▸ **Required work**: Copy each line below in which the word "encoding" occurs.

[Dataset entries]
<<<<
use std::io;

use anyhow::Result;
use tracing::instrument;
use tracing_indicatif::span_ext::IndicatifSpanExt;

use crate::cli::ui::Painter;
use crate::cli::{Command, LogLevel, OutputFormat};
use crate::telemetry;
use crate::terminal::{SystemTerminalClient, TerminalClient};

/// Runs the CLI command against the process's real terminal.
///
/// ```no_run
/// use clap::Parser;
///
/// let args = pngify::Args::try_parse_from(["pngify", "encode", "text", "hello"])?;
/// let mut out = Vec::new();
/// pngify::run(args.into_command(), &mut out, pngify::OutputFormat::Json)?;
/// # Ok::<(), anyhow::Error>(())
/// ```
///
/// # Errors
///
/// Returns an error if tracing initialisation fails, the command fails, or
/// output writing fails.
pub fn run<W>(command: Command, out: &mut W, output_format: OutputFormat) -> Result<()>
where
    W: io::Write,
{
    run_with_log_level(command, out, None, output_format)
}

/// Runs the CLI command with an explicit telemetry log-level override.
///
/// ```no_run
/// use clap::Parser;
///
/// let args = pngify::Args::try_parse_from([
///     "pngify",
///     "--log-level",
///     "debug",
///     "inspect",
///     "output.png",
/// ])?;
/// let log_level = args.log_level();
/// let mut out = Vec::new();
/// pngify::run_with_log_level(
///     args.into_command(),
///     &mut out,
///     log_level,
///     pngify::OutputFormat::Pretty,
/// )?;
/// # Ok::<(), anyhow::Error>(())
/// ```
///
/// # Errors
///
/// Returns an error if tracing initialisation fails, the command fails, or
/// output writing fails.
pub fn run_with_log_level<W>(
    command: Command,
    out: &mut W,
    log_level: Option<LogLevel>,
    output_format: OutputFormat,
) -> Result<()>
where
    W: io::Write,
{
    run_with_clients_and_log_level(
        command,
        out,
        &SystemTerminalClient,
        log_level,
        output_format,
    )
}

/// Runs the CLI command with an injected terminal client.
///
/// # Errors
///
/// Returns an error if tracing initialisation fails, the command fails, or
/// output writing fails.
pub fn run_with_clients<W>(
    command: Command,
    out: &mut W,
    terminal_client: &dyn TerminalClient,
    output_format: OutputFormat,
) -> Result<()>
where
    W: io::Write,
{
    run_with_clients_and_log_level(command, out, terminal_client, None, output_format)
}

/// Runs the CLI command with an injected terminal client and explicit
/// telemetry settings.
///
/// ```no_run
/// use clap::Parser;
///
/// struct FakeTerminal;
/// impl pngify::TerminalClient for FakeTerminal {
///     fn stdout_is_terminal(&self) -> bool { false }
///     fn stderr_is_terminal(&self) -> bool { false }
/// }
///
/// let args = pngify::Args::try_parse_from([
///     "pngify",
///     "--log-level",
///     "trace",
///     "decode",
///     "output.png",
///     "--output-dir",
///     "restored",
/// ])?;
/// let log_level = args.log_level();
/// let mut out = Vec::new();
/// pngify::run_with_clients_and_log_level(
///     args.into_command(),
///     &mut out,
///     &FakeTerminal,
///     log_level,
///     pngify::OutputFormat::Json,
/// )?;
/// # Ok::<(), anyhow::Error>(())
/// ```
///
/// # Errors
///
/// Returns an error if tracing initialisation fails, the command fails, or
/// output writing fails.
#[instrument(
    skip(command, out, terminal_client),
    level = "info",
    fields(command = %command_name(&command), ?log_level, ?output_format)
)]
pub fn run_with_clients_and_log_level<W>(
    command: Command,
    out: &mut W,
    terminal_client: &dyn TerminalClient,
    log_level: Option<LogLevel>,
    output_format: OutputFormat,
) -> Result<()>
where
    W: io::Write,
{
    telemetry::initialise_tracing(
        "pngify",
        terminal_client.stderr_is_terminal(),
        log_level.map(LogLevel::as_level_filter),
    )?;

    tracing::Span::current().pb_set_message(command.progress_message());
    let painter = Painter::new(terminal_client.stdout_is_terminal());
    match command {
        Command::Encode(args) => crate::cli::encode::run(&args, out, &painter, output_format),
        Command::Decode(args) => crate::cli::decode::run(&args, out, &painter, output_format),
        Command::Inspect(args) => crate::cli::inspect::run(&args, out, &painter, output_format),
    }
}

fn command_name(command: &Command) -> &'static str {
    match command {
        Command::Encode(_args) => "encode",
        Command::Decode(_args) => "decode",
        Command::Inspect(_args) => "inspect",
    }
}
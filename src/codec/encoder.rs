use tracing::{debug, instrument};

use super::error::CodecError;
use super::frame::{Frame, Metadata};
use super::raster::PixelGrid;

/// One encode session: a payload, at most one metadata record, then a grid.
#[derive(Debug, Clone, Eq, PartialEq)]
pub struct Encoder {
    frame: Frame,
}

impl Encoder {
    /// Starts a session holding `payload`, with no metadata attached.
    ///
    /// An empty payload is accepted and round-trips as empty.
    #[must_use]
    pub fn begin(payload: impl Into<Vec<u8>>) -> Self {
        Self {
            frame: Frame::new(payload, Metadata::Absent),
        }
    }

    /// Stores a named metadata record, replacing any earlier one.
    ///
    /// ```
    /// use pngify::{Encoder, Metadata};
    ///
    /// let mut encoder = Encoder::begin("report");
    /// encoder.attach_metadata("filename", "draft.txt");
    /// encoder.attach_metadata("filename", "final.txt");
    /// assert_eq!(&Metadata::filename("final.txt"), encoder.metadata());
    /// ```
    pub fn attach_metadata(
        &mut self,
        field_name: impl Into<Vec<u8>>,
        value: impl Into<Vec<u8>>,
    ) -> &mut Self {
        self.frame.set_metadata(Metadata::named(field_name, value));
        self
    }

    /// Consuming form of [`Encoder::attach_metadata`].
    #[must_use]
    pub fn with_metadata(
        mut self,
        field_name: impl Into<Vec<u8>>,
        value: impl Into<Vec<u8>>,
    ) -> Self {
        self.attach_metadata(field_name, value);
        self
    }

    /// Returns the payload collected so far.
    #[must_use]
    pub fn payload(&self) -> &[u8] {
        self.frame.payload()
    }

    /// Returns the metadata record collected so far.
    #[must_use]
    pub fn metadata(&self) -> &Metadata {
        self.frame.metadata()
    }

    /// Serializes the session without rasterizing it.
    ///
    /// # Errors
    ///
    /// Returns an encoding error when a run does not fit its length field.
    pub fn frame_bytes(&self) -> Result<Vec<u8>, CodecError> {
        self.frame.serialize()
    }

    /// Serializes the session and lays the frame out over a pixel grid.
    ///
    /// Identical payload and metadata always yield an identical grid.
    ///
    /// # Errors
    ///
    /// Returns an encoding error when the payload or metadata exceed their
    /// length fields or the grid would be unrepresentable. Nothing is
    /// truncated.
    ///
    /// ```
    /// use pngify::{Decoder, Encoder};
    ///
    /// let grid = Encoder::begin("hello").finalize()?;
    /// let decoded = Decoder::decode(&grid)?;
    /// assert_eq!(b"hello", decoded.payload());
    /// assert_eq!(None, decoded.metadata_value());
    /// # Ok::<(), pngify::CodecError>(())
    /// ```
    #[instrument(
        skip(self),
        level = "debug",
        fields(payload_len = self.frame.payload().len(), has_metadata = self.frame.metadata().is_present())
    )]
    pub fn finalize(self) -> Result<PixelGrid, CodecError> {
        let bytes = self.frame.serialize()?;
        let grid = PixelGrid::rasterize(&bytes)?;
        debug!(
            frame_len = bytes.len(),
            dimensions = %grid.dimensions(),
            "rasterized frame"
        );
        Ok(grid)
    }
}
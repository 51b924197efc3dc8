//! Stripe Layout
//!
//! Boundary arithmetic between byte offsets in a file and indices in its
//! block-key list. Each stripe covers `stripe_size` bytes of contents and
//! `total_size` keys:
//!
//! ```text
//! bytes:  [0 ......... k)[k ........ 2k)[2k ...
//! keys:   [0 ... T)      [T ... 2T)     [2T ...
//! ```

use std::ops::Range;

/// Largest block-key list a single file may carry
pub const MAX_BLOCK_KEYS: usize = 1 << 27;

/// One stripe touched by a byte range
#[derive(Debug, Clone, Copy, PartialEq, Eq)]
pub struct StripeSpan {
    /// Index of the stripe's first key
    pub boundary: usize,
    /// Offset of the stripe's first byte in the file
    pub file_offset: u64,
    /// Data bytes of the stripe inside the requested range
    pub data_start: usize,
    pub data_end: usize,
}

impl StripeSpan {
    pub fn data_range(&self) -> Range<usize> {
        self.data_start..self.data_end
    }

    pub fn len(&self) -> usize {
        self.data_end - self.data_start
    }

    pub fn is_empty(&self) -> bool {
        self.data_end == self.data_start
    }
}

/// Boundary arithmetic for one code geometry
#[derive(Debug, Clone, Copy, PartialEq, Eq)]
pub struct StripeLayout {
    stripe_size: usize,
    total_size: usize,
}

impl StripeLayout {
    pub fn new(stripe_size: usize, parity_size: usize) -> Self {
        Self {
            stripe_size,
            total_size: stripe_size + parity_size,
        }
    }

    pub fn stripe_size(&self) -> usize {
        self.stripe_size
    }

    pub fn total_size(&self) -> usize {
        self.total_size
    }

    pub fn parity_size(&self) -> usize {
        self.total_size - self.stripe_size
    }

    /// First key index after the stripe containing byte `i - 1`
    pub fn next_boundary(&self, i: u64) -> usize {
        i.div_ceil(self.stripe_size as u64) as usize * self.total_size
    }

    /// `next_boundary(i)`, or `None` when it overflows or exceeds
    /// `MAX_BLOCK_KEYS`
    pub fn checked_next_boundary(&self, i: u64) -> Option<usize> {
        let stripes = usize::try_from(i.div_ceil(self.stripe_size as u64)).ok()?;
        stripes
            .checked_mul(self.total_size)
            .filter(|&keys| keys <= MAX_BLOCK_KEYS)
    }

    /// First key index of the stripe containing byte `i`
    pub fn previous_boundary(&self, i: u64) -> usize {
        (i / self.stripe_size as u64) as usize * self.total_size
    }

    /// Bytes of the stripe containing `i` that precede `i`
    pub fn lower_bytes_to_drop(&self, i: u64) -> usize {
        (i % self.stripe_size as u64) as usize
    }

    /// Bytes of the last stripe that follow an exclusive end `i`
    pub fn higher_bytes_to_drop(&self, i: u64) -> usize {
        let k = self.stripe_size as u64;
        if i == 0 {
            self.stripe_size
        } else if i % k == 0 {
            0
        } else {
            (k - i % k) as usize
        }
    }

    /// File offset of the first byte of the stripe starting at `boundary`
    pub fn stripe_offset(&self, boundary: usize) -> u64 {
        (boundary / self.total_size) as u64 * self.stripe_size as u64
    }

    /// Stripes touched by `[offset, end)`, in increasing order
    pub fn spans(&self, offset: u64, end: u64) -> Vec<StripeSpan> {
        if end <= offset {
            return Vec::new();
        }
        let first = self.previous_boundary(offset);
        let last = self.previous_boundary(end - 1);

        (first..=last)
            .step_by(self.total_size)
            .map(|boundary| {
                let data_start = if boundary == first {
                    self.lower_bytes_to_drop(offset)
                } else {
                    0
                };
                let data_end = if boundary == last {
                    self.stripe_size - self.higher_bytes_to_drop(end)
                } else {
                    self.stripe_size
                };
                StripeSpan {
                    boundary,
                    file_offset: self.stripe_offset(boundary),
                    data_start,
                    data_end,
                }
            })
            .collect()
    }
}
>>>>
▸ **Answer to this exercise**:
    /// Returns an encoding error when a run does not fit its length field.
    /// Returns an encoding error when the payload or metadata exceed their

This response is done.